Este reconocimiento requirió un largo itinerario de reflexión doctrinal, que llevó a la proclamación solemne del dogma de la Inmaculada Concepción.
El término «hecha llena de gracia» que el ángel aplica a María en la Anunciación se refiere al excepcional favor divino concedido a la joven de Nazaret con vistas a la maternidad anunciada pero indica más directamente el efecto de la gracia divina en María, pues fue colmada, de forma íntima y estable, por la gracia divina y, por tanto, santificada. El calificativo kejaritoméne tiene un significado densísimo, que el Espíritu Santo ha impulsado siempre a la Iglesia a profundizar.
2. En la catequesis anterior puse de relieve que en el saludo del ángel la expresión llena de gracia equivale prácticamente a un nombre: es el nombre de María a los ojos de Dios. Según la costumbre semítica, el nombre expresa la realidad de las personas y de las cosas a que se refiere. Por consiguiente, el título llena de gracia manifiesta la dimensión más profunda de la personalidad de la joven de Nazaret: de tal manera estaba colmada de gracia y era objeto del favor divino, que podía ser definida por esta predilección especial.
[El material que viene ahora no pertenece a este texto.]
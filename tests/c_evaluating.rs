mod util;

use indoc::indoc;
use util::{run_evaluate, NO_ERROR, NO_OUTPUT, RUNTIME_ERROR, SUCCESS};

#[test]
fn arithmetic() {
    run_evaluate("1 + 2", "3\n", NO_ERROR, SUCCESS);
    run_evaluate("5 / 2", "2.5\n", NO_ERROR, SUCCESS);
    run_evaluate("3 * 4 - 2", "10\n", NO_ERROR, SUCCESS);
    run_evaluate("-(-3)", "3\n", NO_ERROR, SUCCESS);
}

#[test]
fn integral_results_print_without_decimal_point() {
    run_evaluate("10 / 4 * 2", "5\n", NO_ERROR, SUCCESS);
    run_evaluate("0.5 + 0.5", "1\n", NO_ERROR, SUCCESS);
}

#[test]
fn string_concatenation() {
    run_evaluate("\"foo\" + \"bar\"", "foobar\n", NO_ERROR, SUCCESS);
    run_evaluate("\"\" + \"x\"", "x\n", NO_ERROR, SUCCESS);
}

#[test]
fn truthiness() {
    // Only nil and false are falsey; zero and "" are truthy.
    run_evaluate("!nil", "true\n", NO_ERROR, SUCCESS);
    run_evaluate("!false", "true\n", NO_ERROR, SUCCESS);
    run_evaluate("!0", "false\n", NO_ERROR, SUCCESS);
    run_evaluate("!\"\"", "false\n", NO_ERROR, SUCCESS);
}

#[test]
fn comparisons() {
    run_evaluate("10 > 5", "true\n", NO_ERROR, SUCCESS);
    run_evaluate("2 <= 2", "true\n", NO_ERROR, SUCCESS);
    run_evaluate("1 >= 2", "false\n", NO_ERROR, SUCCESS);
}

#[test]
fn equality() {
    run_evaluate("nil == nil", "true\n", NO_ERROR, SUCCESS);
    run_evaluate("1 == 1", "true\n", NO_ERROR, SUCCESS);
    run_evaluate("\"a\" == \"a\"", "true\n", NO_ERROR, SUCCESS);
    // Different variants never compare equal.
    run_evaluate("1 == \"1\"", "false\n", NO_ERROR, SUCCESS);
    run_evaluate("nil == false", "false\n", NO_ERROR, SUCCESS);
    run_evaluate("1 != 2", "true\n", NO_ERROR, SUCCESS);
}

#[test]
fn nan_is_not_equal_to_itself() {
    run_evaluate("(0 / 0) == (0 / 0)", "false\n", NO_ERROR, SUCCESS);
}

#[test]
fn division_by_zero_follows_ieee754() {
    run_evaluate("1 / 0", "inf\n", NO_ERROR, SUCCESS);
    run_evaluate("-1 / 0", "-inf\n", NO_ERROR, SUCCESS);
    run_evaluate("0 / 0", "NaN\n", NO_ERROR, SUCCESS);
}

#[test]
fn unary_minus_requires_a_number() {
    let expected_error = indoc! {"
        Operand must be a number.
        [line 1]
    "};
    run_evaluate("-\"muffin\"", NO_OUTPUT, expected_error, RUNTIME_ERROR);
}

#[test]
fn arithmetic_requires_numbers() {
    let expected_error = indoc! {"
        Operands must be numbers.
        [line 1]
    "};
    run_evaluate("true * 2", NO_OUTPUT, expected_error, RUNTIME_ERROR);
    run_evaluate("1 < \"2\"", NO_OUTPUT, expected_error, RUNTIME_ERROR);
}

#[test]
fn plus_requires_matching_operands() {
    let expected_error = indoc! {"
        Operands must be two numbers or two strings.
        [line 1]
    "};
    run_evaluate("1 + \"a\"", NO_OUTPUT, expected_error, RUNTIME_ERROR);
    run_evaluate("\"a\" + nil", NO_OUTPUT, expected_error, RUNTIME_ERROR);
}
El Concilio recuerda que a esa verdad aludían los Padres de la Iglesia cuando llamaban a María la toda santa, afirmando al mismo tiempo que era «una criatura nueva, creada y formada por el Espíritu Santo» (LG,56).
La gracia, entendida en su sentido de gracia santificante que lleva a cabo la santidad personal, realizó en María la nueva creación haciéndola plenamente conforme al proyecto de Dios.
3. Así, la reflexión doctrinal ha podido atribuir a María una perfección de santidad que, para ser completa, debía abarcar necesariamente el origen de su vida.
A esta pureza original parece que se refería un obispo de Palestina que vivió entre los años 550 y 650, Theoteknos de Livias. Presentando a María como «santa y toda hermosa», «pura y sin mancha», alude a su nacimiento con estas palabras: «Nace como los querubines la que está formada por una arcilla pura e inmaculada» (Panegírico para la fiesta de la Asunción 5-6).
Esta última expresión, recordando la creación del primer hombre, formado por una arcilla no manchada por el pecado, atribuye al nacimiento de María las mismas características: también el origen de la Virgen fue puro e inmaculado, es decir sin ningún pecado. Además, la comparación con los querubines reafirma la excelencia de la santidad que caracterizó la vida de María ya desde el inicio de su existencia.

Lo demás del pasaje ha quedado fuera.